Tuesday, September 7, 2010

Omnivore's Dilemma: Corn Conquest (chapter 1-3)

This first chapter of Micheal Pollan's Omnivore's Dilemma is about a produce that its derivation are ubiquitous around us: corn. The most interesting aspect is that most of our society is not even informed about the extensive use of this plant. Pollan reveals that on the the forty-five thousand items in the average American supermarket, more than a quarter of them now contain corn. From feeding animals like chicken, beef, pig and now salmon, while being a constituent of eggs and most dairy products, corn is everywhere. Through some historical analysis of how corn was first used by the Maya's, Pollen explains why corn is such a powerful crop and how it's use was transferred to the white colonists. The fact that corn is a C-4 plant gives it an advantage to grow where water is scare and temperature high. It also contains significantly more energy that similar crop which makes it very tempting to feed humans and animals.

In chapter two, Pollan tells us about his experience on a corn farm. By interacting with George Naylor, a corn farmer, we get more insights about how corn changed farming and landscapes in Iowa. What once used to be verdant fields of varied produces, now became a desert of corn. Even the livestock which used to be present has no use since it was replaced by machinery.  The mentality of farmers has also changed.
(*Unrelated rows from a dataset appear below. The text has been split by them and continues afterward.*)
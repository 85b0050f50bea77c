//! Typed failures of the analysis pipeline.
//!
//! These are the conditions callers are expected to branch on; everything
//! else travels as an [`anyhow::Error`] with context attached at the call
//! site.

use thiserror::Error;

#[derive(Debug, Error, PartialEq, Eq)]
pub enum AnalysisError {
    #[error("Unsupported file type: '{extension}'. Use CSV, Excel, or JSON.")]
    UnsupportedFormat { extension: String },

    #[error("Dataset has no columns to analyze")]
    EmptyTable,

    #[error("No rows left after cleaning")]
    EmptyResult,
}

#[cfg(test)]
mod tests {
    use super::*;

    #[test]
    fn messages_name_the_offending_input() {
        let err = AnalysisError::UnsupportedFormat {
            extension: ".parquet".to_string(),
        };
        assert_eq!(
            err.to_string(),
            "Unsupported file type: '.parquet'. Use CSV, Excel, or JSON."
        );
        assert_eq!(
            AnalysisError::EmptyResult.to_string(),
            "No rows left after cleaning"
        );
    }
}
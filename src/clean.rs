//! Role-driven cleaning pass.
//!
//! Consumes the raw table plus the inferred roles and produces a new table:
//! canonicalized product names, numeric quantity/price, temporal dates, and
//! the row filters applied in a fixed order (nulls, undated rows, exact
//! duplicates). The input table is never mutated.

use std::collections::HashSet;
use std::sync::OnceLock;

use regex::Regex;

use crate::data::{parse_day_first_date, parse_number, CellValue};
use crate::error::AnalysisError;
use crate::infer::RoleAssignment;
use crate::table::{Column, ColumnKind, TableModel};

fn disallowed_chars() -> &'static Regex {
    static RE: OnceLock<Regex> = OnceLock::new();
    RE.get_or_init(|| Regex::new(r"[^A-Za-z0-9 ]+").expect("valid pattern"))
}

fn whitespace_runs() -> &'static Regex {
    static RE: OnceLock<Regex> = OnceLock::new();
    RE.get_or_init(|| Regex::new(r"\s+").expect("valid pattern"))
}

/// Canonicalizes a product name: strip punctuation (runs become a single
/// word break), collapse whitespace, title-case. Idempotent.
pub fn clean_product_name(name: &str) -> String {
    let stripped = disallowed_chars().replace_all(name.trim(), " ");
    let collapsed = whitespace_runs().replace_all(stripped.trim(), " ");
    title_case(&collapsed)
}

fn title_case(value: &str) -> String {
    value
        .split(' ')
        .map(|word| {
            let mut chars = word.chars();
            match chars.next() {
                Some(first) => {
                    first.to_uppercase().collect::<String>() + &chars.as_str().to_lowercase()
                }
                None => String::new(),
            }
        })
        .collect::<Vec<_>>()
        .join(" ")
}

/// Cleans the table according to the inferred roles. Fails with
/// [`AnalysisError::EmptyResult`] when no rows survive.
pub fn clean(table: &TableModel, roles: &RoleAssignment) -> Result<TableModel, AnalysisError> {
    let mut columns: Vec<Column> = table.columns().to_vec();

    // Coercions run product-first so a degenerate assignment where roles
    // share a column resolves the same way every run.
    canonicalize_product(&mut columns[roles.product]);
    coerce_numeric(&mut columns[roles.quantity]);
    coerce_numeric(&mut columns[roles.price]);
    coerce_temporal(&mut columns[roles.date]);

    let row_count = table.row_count();
    let mut kept: Vec<usize> = (0..row_count)
        .filter(|&row| {
            columns[roles.quantity].values[row].is_some()
                && columns[roles.price].values[row].is_some()
                && columns[roles.product].values[row].is_some()
        })
        .collect();

    // Undated rows are dropped only when at least one surviving row has a
    // usable date; otherwise dates are simply unknown for the whole table.
    let any_dated = kept
        .iter()
        .any(|&row| columns[roles.date].values[row].is_some());
    if any_dated {
        kept.retain(|&row| columns[roles.date].values[row].is_some());
    }

    let mut seen = HashSet::new();
    kept.retain(|&row| seen.insert(row_key(&columns, row)));

    if kept.is_empty() {
        return Err(AnalysisError::EmptyResult);
    }

    let cleaned = columns
        .into_iter()
        .map(|column| {
            let values = kept.iter().map(|&row| column.values[row].clone()).collect();
            Column {
                name: column.name,
                kind: column.kind,
                values,
            }
        })
        .collect();
    Ok(TableModel::new(cleaned))
}

fn canonicalize_product(column: &mut Column) {
    for value in &mut column.values {
        if let Some(cell) = value.take() {
            let cleaned = clean_product_name(&cell.as_display());
            *value = (!cleaned.is_empty()).then_some(CellValue::Text(cleaned));
        }
    }
    column.kind = ColumnKind::Textual;
}

fn coerce_numeric(column: &mut Column) {
    for value in &mut column.values {
        *value = value.take().and_then(|cell| match cell {
            CellValue::Number(n) => Some(CellValue::Number(n)),
            other => parse_number(&other.as_display()).map(CellValue::Number),
        });
    }
    column.kind = ColumnKind::Numeric;
}

fn coerce_temporal(column: &mut Column) {
    if column.kind == ColumnKind::Temporal {
        return;
    }
    for value in &mut column.values {
        *value = value.take().and_then(|cell| match cell {
            CellValue::Date(d) => Some(CellValue::Date(d)),
            other => parse_day_first_date(&other.as_display()).map(CellValue::Date),
        });
    }
    column.kind = ColumnKind::Temporal;
}

// Duplicate key spanning every column; a type tag keeps a numeric 2 and a
// textual "2" distinct.
fn row_key(columns: &[Column], row: usize) -> String {
    let mut key = String::new();
    for column in columns {
        match &column.values[row] {
            None => key.push('\u{0}'),
            Some(CellValue::Text(s)) => {
                key.push('t');
                key.push_str(s);
            }
            Some(CellValue::Number(n)) => {
                key.push('n');
                key.push_str(&format!("{:x}", n.to_bits()));
            }
            Some(CellValue::Date(d)) => {
                key.push('d');
                key.push_str(&d.to_string());
            }
        }
        key.push('\u{1f}');
    }
    key
}
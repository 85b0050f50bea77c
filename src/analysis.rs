//! Orchestration of a single analysis run.
//!
//! Load, infer, clean, and aggregate run as one synchronous sequence; the
//! report, charts, and output writer consume the results afterwards. Only
//! loading and writing touch the filesystem.

use anyhow::{Context, Result};
use log::info;
use serde::Serialize;

use crate::{
    aggregate::{self, AggregationResult},
    chart::{self, TextCharts},
    clean,
    cli::AnalyzeArgs,
    infer::{self, NamedRoles},
    load, output, report,
};

#[derive(Serialize)]
struct JsonSummary<'a> {
    roles: &'a NamedRoles,
    rows_in: usize,
    rows_out: usize,
    summary: &'a AggregationResult,
}

pub fn execute(args: &AnalyzeArgs) -> Result<()> {
    info!("Selected file: {}", args.input.display());

    let table = load::load_dataset(&args.input, args.delimiter, args.input_encoding.as_deref())
        .with_context(|| format!("Loading dataset {:?}", args.input))?;
    let roles = infer::infer(&table)?;
    let named = roles.named(&table);
    info!(
        "Auto-detected: Date={}, Product={}, Qty={}, Price={}",
        named.date, named.product, named.quantity, named.price
    );

    let cleaned = clean::clean(&table, &roles)?;
    info!(
        "Cleaning kept {} of {} row(s)",
        cleaned.row_count(),
        table.row_count()
    );

    let result = aggregate::aggregate(&cleaned, &roles);

    if args.json {
        let summary = JsonSummary {
            roles: &named,
            rows_in: table.row_count(),
            rows_out: cleaned.row_count(),
            summary: &result,
        };
        println!("{}", serde_json::to_string_pretty(&summary)?);
    } else {
        print!("{}", report::render_summary(&cleaned, &named, &result));
    }

    if !args.no_charts && !args.json {
        chart::render_all(&mut TextCharts::default(), &result);
    }

    if !args.no_save {
        let metrics = aggregate::derive_rows(&cleaned, &roles);
        let saved = output::write_cleaned(&cleaned, &metrics, &args.input, args.format)
            .context("Writing cleaned dataset")?;
        info!("Done. Saved: {}", saved.display());
    }

    Ok(())
}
Now everything is about yield per acre, not its quality and size like it used to. The more corn is produced, the lower the price it sells for, the more corn has to be produced for the farmer to survive. This is the vicious circle of corn.

Chapter three is about the grain elevator which to Pollen's eyes lowers the value of this vegetable which was once praised by Mayan's. "An immense pile of corn left out in the rain". We then learn that big companies like ADM and Cargill are the ones who control the corn's obscure stages from elevators to feedlots.
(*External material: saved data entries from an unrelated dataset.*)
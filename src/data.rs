use chrono::{NaiveDate, NaiveDateTime};

/// A single cell of a [`crate::table::TableModel`] column.
///
/// Missing values are represented as `None` at the column level, so the
/// variants here are always concrete.
#[derive(Debug, Clone, PartialEq)]
pub enum CellValue {
    Text(String),
    Number(f64),
    Date(NaiveDate),
}

impl CellValue {
    pub fn as_display(&self) -> String {
        match self {
            CellValue::Text(s) => s.clone(),
            CellValue::Number(n) => {
                if n.fract() == 0.0 && n.abs() < 1e15 {
                    (*n as i64).to_string()
                } else {
                    n.to_string()
                }
            }
            CellValue::Date(d) => d.format("%Y-%m-%d").to_string(),
        }
    }

    pub fn as_number(&self) -> Option<f64> {
        match self {
            CellValue::Number(n) => Some(*n),
            _ => None,
        }
    }

    pub fn as_date(&self) -> Option<NaiveDate> {
        match self {
            CellValue::Date(d) => Some(*d),
            _ => None,
        }
    }

    pub fn as_text(&self) -> Option<&str> {
        match self {
            CellValue::Text(s) => Some(s),
            _ => None,
        }
    }
}

impl std::fmt::Display for CellValue {
    fn fmt(&self, f: &mut std::fmt::Formatter<'_>) -> std::fmt::Result {
        write!(f, "{}", self.as_display())
    }
}

/// Standard decimal coercion. Non-finite parses (`NaN`, `inf`) count as
/// failures so downstream arithmetic stays total over finite floats.
pub fn parse_number(value: &str) -> Option<f64> {
    let trimmed = value.trim();
    if trimmed.is_empty() {
        return None;
    }
    trimmed.parse::<f64>().ok().filter(|n| n.is_finite())
}

// Day-first ordering: ambiguous numeric dates resolve day-before-month.
const DATE_FORMATS: &[&str] = &[
    "%Y-%m-%d",
    "%d/%m/%Y",
    "%d-%m-%Y",
    "%Y/%m/%d",
    "%d.%m.%Y",
    "%m/%d/%Y",
];

const DATETIME_FORMATS: &[&str] = &[
    "%Y-%m-%d %H:%M:%S",
    "%Y-%m-%dT%H:%M:%S",
    "%d/%m/%Y %H:%M:%S",
    "%Y-%m-%d %H:%M",
];

/// Parses a date with day-first preference, accepting bare dates and
/// datetimes (truncated to their date part).
pub fn parse_day_first_date(value: &str) -> Option<NaiveDate> {
    let trimmed = value.trim();
    if trimmed.is_empty() {
        return None;
    }
    for fmt in DATE_FORMATS {
        if let Ok(parsed) = NaiveDate::parse_from_str(trimmed, fmt) {
            return Some(parsed);
        }
    }
    for fmt in DATETIME_FORMATS {
        if let Ok(parsed) = NaiveDateTime::parse_from_str(trimmed, fmt) {
            return Some(parsed.date());
        }
    }
    None
}

#[cfg(test)]
mod tests {
    use super::*;
    use chrono::NaiveDate;

    #[test]
    fn parse_number_accepts_standard_decimals() {
        assert_eq!(parse_number("42"), Some(42.0));
        assert_eq!(parse_number(" 3.5 "), Some(3.5));
        assert_eq!(parse_number("-0.25"), Some(-0.25));
    }

    #[test]
    fn parse_number_rejects_text_and_non_finite() {
        assert_eq!(parse_number("abc"), None);
        assert_eq!(parse_number(""), None);
        assert_eq!(parse_number("NaN"), None);
        assert_eq!(parse_number("inf"), None);
    }

    #[test]
    fn parse_day_first_date_supports_multiple_formats() {
        let expected = NaiveDate::from_ymd_opt(2024, 5, 6).unwrap();
        assert_eq!(parse_day_first_date("2024-05-06"), Some(expected));
        assert_eq!(parse_day_first_date("06/05/2024"), Some(expected));
        assert_eq!(parse_day_first_date("06-05-2024"), Some(expected));
        assert_eq!(parse_day_first_date("06.05.2024"), Some(expected));
        assert_eq!(parse_day_first_date("2024-05-06 14:30:00"), Some(expected));
    }

    #[test]
    fn ambiguous_dates_resolve_day_before_month() {
        // 03/04 could be March 4 or April 3; day-first wins.
        let parsed = parse_day_first_date("03/04/2024").unwrap();
        assert_eq!(parsed, NaiveDate::from_ymd_opt(2024, 4, 3).unwrap());
    }

    #[test]
    fn unambiguous_us_style_still_parses() {
        // Day slot exceeds 12, so only month-first interpretation fits.
        let parsed = parse_day_first_date("12/25/2024").unwrap();
        assert_eq!(parsed, NaiveDate::from_ymd_opt(2024, 12, 25).unwrap());
    }

    #[test]
    fn garbage_dates_return_none() {
        assert_eq!(parse_day_first_date("not a date"), None);
        assert_eq!(parse_day_first_date("2024-13-40"), None);
    }

    #[test]
    fn display_formats_whole_numbers_without_fraction() {
        assert_eq!(CellValue::Number(10.0).as_display(), "10");
        assert_eq!(CellValue::Number(10.5).as_display(), "10.5");
    }
}
use std::path::PathBuf;

use clap::{Args, Parser, Subcommand, ValueEnum};

#[derive(Debug, Parser)]
#[command(author, version, about = "Analyze sales data with automatic column detection", long_about = None)]
pub struct Cli {
    #[command(subcommand)]
    pub command: Commands,
}

#[derive(Debug, Subcommand)]
pub enum Commands {
    /// Run the full analysis: detect roles, clean, aggregate, and save
    Analyze(AnalyzeArgs),
    /// Detect the date/product/quantity/price columns without cleaning
    Roles(RolesArgs),
    /// Show the first few rows of a dataset with detected column kinds
    Preview(PreviewArgs),
}

#[derive(Debug, Clone, Copy, ValueEnum, Default, PartialEq, Eq)]
#[value(rename_all = "kebab-case")]
pub enum OutputFormat {
    #[default]
    Csv,
    Excel,
}

#[derive(Debug, Args)]
pub struct AnalyzeArgs {
    /// Input dataset (.csv, .tsv, .xls, .xlsx, or .json)
    #[arg(short = 'i', long = "input")]
    pub input: PathBuf,
    /// Format for the cleaned output file
    #[arg(short = 'f', long = "format", value_enum, default_value = "csv")]
    pub format: OutputFormat,
    /// CSV delimiter character (supports ',', 'tab', ';', '|')
    #[arg(long, value_parser = parse_delimiter)]
    pub delimiter: Option<u8>,
    /// Character encoding of CSV input (defaults to utf-8)
    #[arg(long = "input-encoding")]
    pub input_encoding: Option<String>,
    /// Emit the summary as JSON instead of tables
    #[arg(long)]
    pub json: bool,
    /// Skip ASCII chart rendering
    #[arg(long = "no-charts")]
    pub no_charts: bool,
    /// Skip writing the cleaned dataset
    #[arg(long = "no-save")]
    pub no_save: bool,
}

#[derive(Debug, Args)]
pub struct RolesArgs {
    /// Input dataset (.csv, .tsv, .xls, .xlsx, or .json)
    #[arg(short = 'i', long = "input")]
    pub input: PathBuf,
    /// CSV delimiter character (supports ',', 'tab', ';', '|')
    #[arg(long, value_parser = parse_delimiter)]
    pub delimiter: Option<u8>,
    /// Character encoding of CSV input (defaults to utf-8)
    #[arg(long = "input-encoding")]
    pub input_encoding: Option<String>,
    /// Emit the role assignment as JSON
    #[arg(long)]
    pub json: bool,
}

#[derive(Debug, Args)]
pub struct PreviewArgs {
    /// Input dataset (.csv, .tsv, .xls, .xlsx, or .json)
    #[arg(short = 'i', long = "input")]
    pub input: PathBuf,
    /// Number of rows to display
    #[arg(long, default_value_t = 10)]
    pub rows: usize,
    /// CSV delimiter character (supports ',', 'tab', ';', '|')
    #[arg(long, value_parser = parse_delimiter)]
    pub delimiter: Option<u8>,
    /// Character encoding of CSV input (defaults to utf-8)
    #[arg(long = "input-encoding")]
    pub input_encoding: Option<String>,
}

pub fn parse_delimiter(value: &str) -> Result<u8, String> {
    match value {
        "tab" | "\t" => Ok(b'\t'),
        "comma" | "," => Ok(b','),
        "|" | "pipe" => Ok(b'|'),
        ";" | "semicolon" => Ok(b';'),
        other => {
            let mut chars = other.chars();
            let first = chars
                .next()
                .ok_or_else(|| "Delimiter cannot be empty".to_string())?;
            if chars.next().is_some() {
                return Err("Delimiter must be a single character".to_string());
            }
            if !first.is_ascii() {
                return Err("Delimiter must be ASCII".to_string());
            }
            Ok(first as u8)
        }
    }
}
I was very absorbed by this book from the start especially when Pollen revealed how much corn is around us.  I knew that high fructose corn syrop was present in many products but I never knew that modified or unmodified starch, maltodextrin, ascorbic acid, lecithin, dextrose, lactic acid, lysine, maltose, caramel color and xanthum gum all came from corn! I find it also shocking that most of us do not know what we are actually eating. I wonder how many percent of Americans know what xanthum gum is. I feel like we should not be eating so much of one product and that we are losing the variety of products that are civilization used to live on for thousands of years.

Questions that I am raising:

Pollen's writing seems to indicate that the corn revolution is harmful for our society. How so? Isn't corn healthy for us since it is a grain?